→ The problem:
Here is the task for the records below: repeat exactly the lines from the one with "filename src/presentation/view.rs" to the one with "ctx.title, ctx.views, ctx.focused);", both included, and nothing else.

→ Records to use:

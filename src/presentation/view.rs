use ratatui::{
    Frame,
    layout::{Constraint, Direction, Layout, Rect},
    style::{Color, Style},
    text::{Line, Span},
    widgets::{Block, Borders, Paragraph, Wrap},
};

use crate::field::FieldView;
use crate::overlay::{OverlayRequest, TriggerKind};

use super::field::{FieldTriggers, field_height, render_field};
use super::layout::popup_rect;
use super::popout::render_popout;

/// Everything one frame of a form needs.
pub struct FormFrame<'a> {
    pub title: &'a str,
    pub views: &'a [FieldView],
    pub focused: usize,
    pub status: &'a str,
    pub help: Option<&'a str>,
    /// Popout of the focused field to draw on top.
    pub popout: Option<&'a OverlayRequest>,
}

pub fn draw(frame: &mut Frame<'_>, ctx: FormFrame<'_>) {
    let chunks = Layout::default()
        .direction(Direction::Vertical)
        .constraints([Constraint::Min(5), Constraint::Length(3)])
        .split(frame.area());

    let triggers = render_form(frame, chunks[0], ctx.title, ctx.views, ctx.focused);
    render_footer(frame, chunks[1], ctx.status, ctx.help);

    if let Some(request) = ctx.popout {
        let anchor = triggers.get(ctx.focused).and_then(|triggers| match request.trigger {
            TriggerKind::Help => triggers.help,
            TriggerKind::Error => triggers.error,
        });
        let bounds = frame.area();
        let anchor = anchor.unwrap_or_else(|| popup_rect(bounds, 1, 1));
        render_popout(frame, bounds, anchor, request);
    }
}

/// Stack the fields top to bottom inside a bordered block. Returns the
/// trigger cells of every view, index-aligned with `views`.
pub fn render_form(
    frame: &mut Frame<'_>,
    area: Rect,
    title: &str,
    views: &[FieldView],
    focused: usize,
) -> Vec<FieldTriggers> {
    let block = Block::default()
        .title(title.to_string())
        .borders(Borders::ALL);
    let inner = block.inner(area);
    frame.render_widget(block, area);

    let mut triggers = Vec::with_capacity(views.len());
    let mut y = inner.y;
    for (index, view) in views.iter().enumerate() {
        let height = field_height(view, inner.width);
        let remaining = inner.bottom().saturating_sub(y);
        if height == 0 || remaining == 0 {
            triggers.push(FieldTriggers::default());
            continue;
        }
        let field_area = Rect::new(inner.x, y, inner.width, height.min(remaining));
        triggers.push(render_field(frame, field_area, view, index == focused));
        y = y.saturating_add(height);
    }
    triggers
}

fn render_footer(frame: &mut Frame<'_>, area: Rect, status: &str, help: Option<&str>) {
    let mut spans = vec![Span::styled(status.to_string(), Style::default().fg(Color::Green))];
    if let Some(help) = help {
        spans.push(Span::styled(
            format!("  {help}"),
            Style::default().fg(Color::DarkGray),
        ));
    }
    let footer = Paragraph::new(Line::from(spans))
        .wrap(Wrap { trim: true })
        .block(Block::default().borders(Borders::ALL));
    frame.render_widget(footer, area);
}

---

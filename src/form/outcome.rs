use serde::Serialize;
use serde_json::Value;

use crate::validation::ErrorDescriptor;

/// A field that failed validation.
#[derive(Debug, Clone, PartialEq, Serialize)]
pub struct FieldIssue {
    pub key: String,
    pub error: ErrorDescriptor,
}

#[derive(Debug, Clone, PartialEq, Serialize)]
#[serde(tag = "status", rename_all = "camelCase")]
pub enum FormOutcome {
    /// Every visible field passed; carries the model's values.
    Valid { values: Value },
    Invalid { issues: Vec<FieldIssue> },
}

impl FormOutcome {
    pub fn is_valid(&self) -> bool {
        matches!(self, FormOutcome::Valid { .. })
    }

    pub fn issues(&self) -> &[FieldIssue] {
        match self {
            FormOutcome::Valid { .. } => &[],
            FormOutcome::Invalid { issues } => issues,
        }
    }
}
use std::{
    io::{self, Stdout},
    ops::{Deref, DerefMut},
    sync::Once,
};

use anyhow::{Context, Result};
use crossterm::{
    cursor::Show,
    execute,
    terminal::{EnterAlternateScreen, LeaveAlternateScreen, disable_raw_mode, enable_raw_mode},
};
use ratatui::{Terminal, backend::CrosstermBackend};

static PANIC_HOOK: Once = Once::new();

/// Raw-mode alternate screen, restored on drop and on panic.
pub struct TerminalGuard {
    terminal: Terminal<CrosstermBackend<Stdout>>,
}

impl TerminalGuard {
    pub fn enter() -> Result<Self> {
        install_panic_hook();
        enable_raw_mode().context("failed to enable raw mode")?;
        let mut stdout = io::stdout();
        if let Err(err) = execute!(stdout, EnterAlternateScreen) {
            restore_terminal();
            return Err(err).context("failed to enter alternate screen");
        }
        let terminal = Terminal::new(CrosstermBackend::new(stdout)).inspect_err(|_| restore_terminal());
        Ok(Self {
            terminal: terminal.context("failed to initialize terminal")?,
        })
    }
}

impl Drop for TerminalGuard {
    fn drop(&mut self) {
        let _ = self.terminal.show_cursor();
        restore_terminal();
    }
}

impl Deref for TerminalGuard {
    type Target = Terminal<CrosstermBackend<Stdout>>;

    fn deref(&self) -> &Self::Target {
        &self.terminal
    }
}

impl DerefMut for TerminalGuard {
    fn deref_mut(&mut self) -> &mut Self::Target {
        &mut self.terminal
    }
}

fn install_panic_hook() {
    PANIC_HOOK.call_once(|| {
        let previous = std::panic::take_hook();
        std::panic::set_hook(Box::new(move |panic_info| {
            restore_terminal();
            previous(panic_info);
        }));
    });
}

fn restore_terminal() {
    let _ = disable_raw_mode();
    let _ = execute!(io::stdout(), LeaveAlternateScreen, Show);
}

→ Answer box:
filename src/presentation/view.rs
use ratatui::{
    Frame,
    layout::{Constraint, Direction, Layout, Rect},
    style::{Color, Style},
    text::{Line, Span},
    widgets::{Block, Borders, Paragraph, Wrap},
};

use crate::field::FieldView;
use crate::overlay::{OverlayRequest, TriggerKind};

use super::field::{FieldTriggers, field_height, render_field};
use super::layout::popup_rect;
use super::popout::render_popout;

/// Everything one frame of a form needs.
pub struct FormFrame<'a> {
    pub title: &'a str,
    pub views: &'a [FieldView],
    pub focused: usize,
    pub status: &'a str,
    pub help: Option<&'a str>,
    /// Popout of the focused field to draw on top.
    pub popout: Option<&'a OverlayRequest>,
}

pub fn draw(frame: &mut Frame<'_>, ctx: FormFrame<'_>) {
    let chunks = Layout::default()
        .direction(Direction::Vertical)
        .constraints([Constraint::Min(5), Constraint::Length(3)])
        .split(frame.area());

    let triggers = render_form(frame, chunks[0], ctx.title, ctx.views, ctx.focused);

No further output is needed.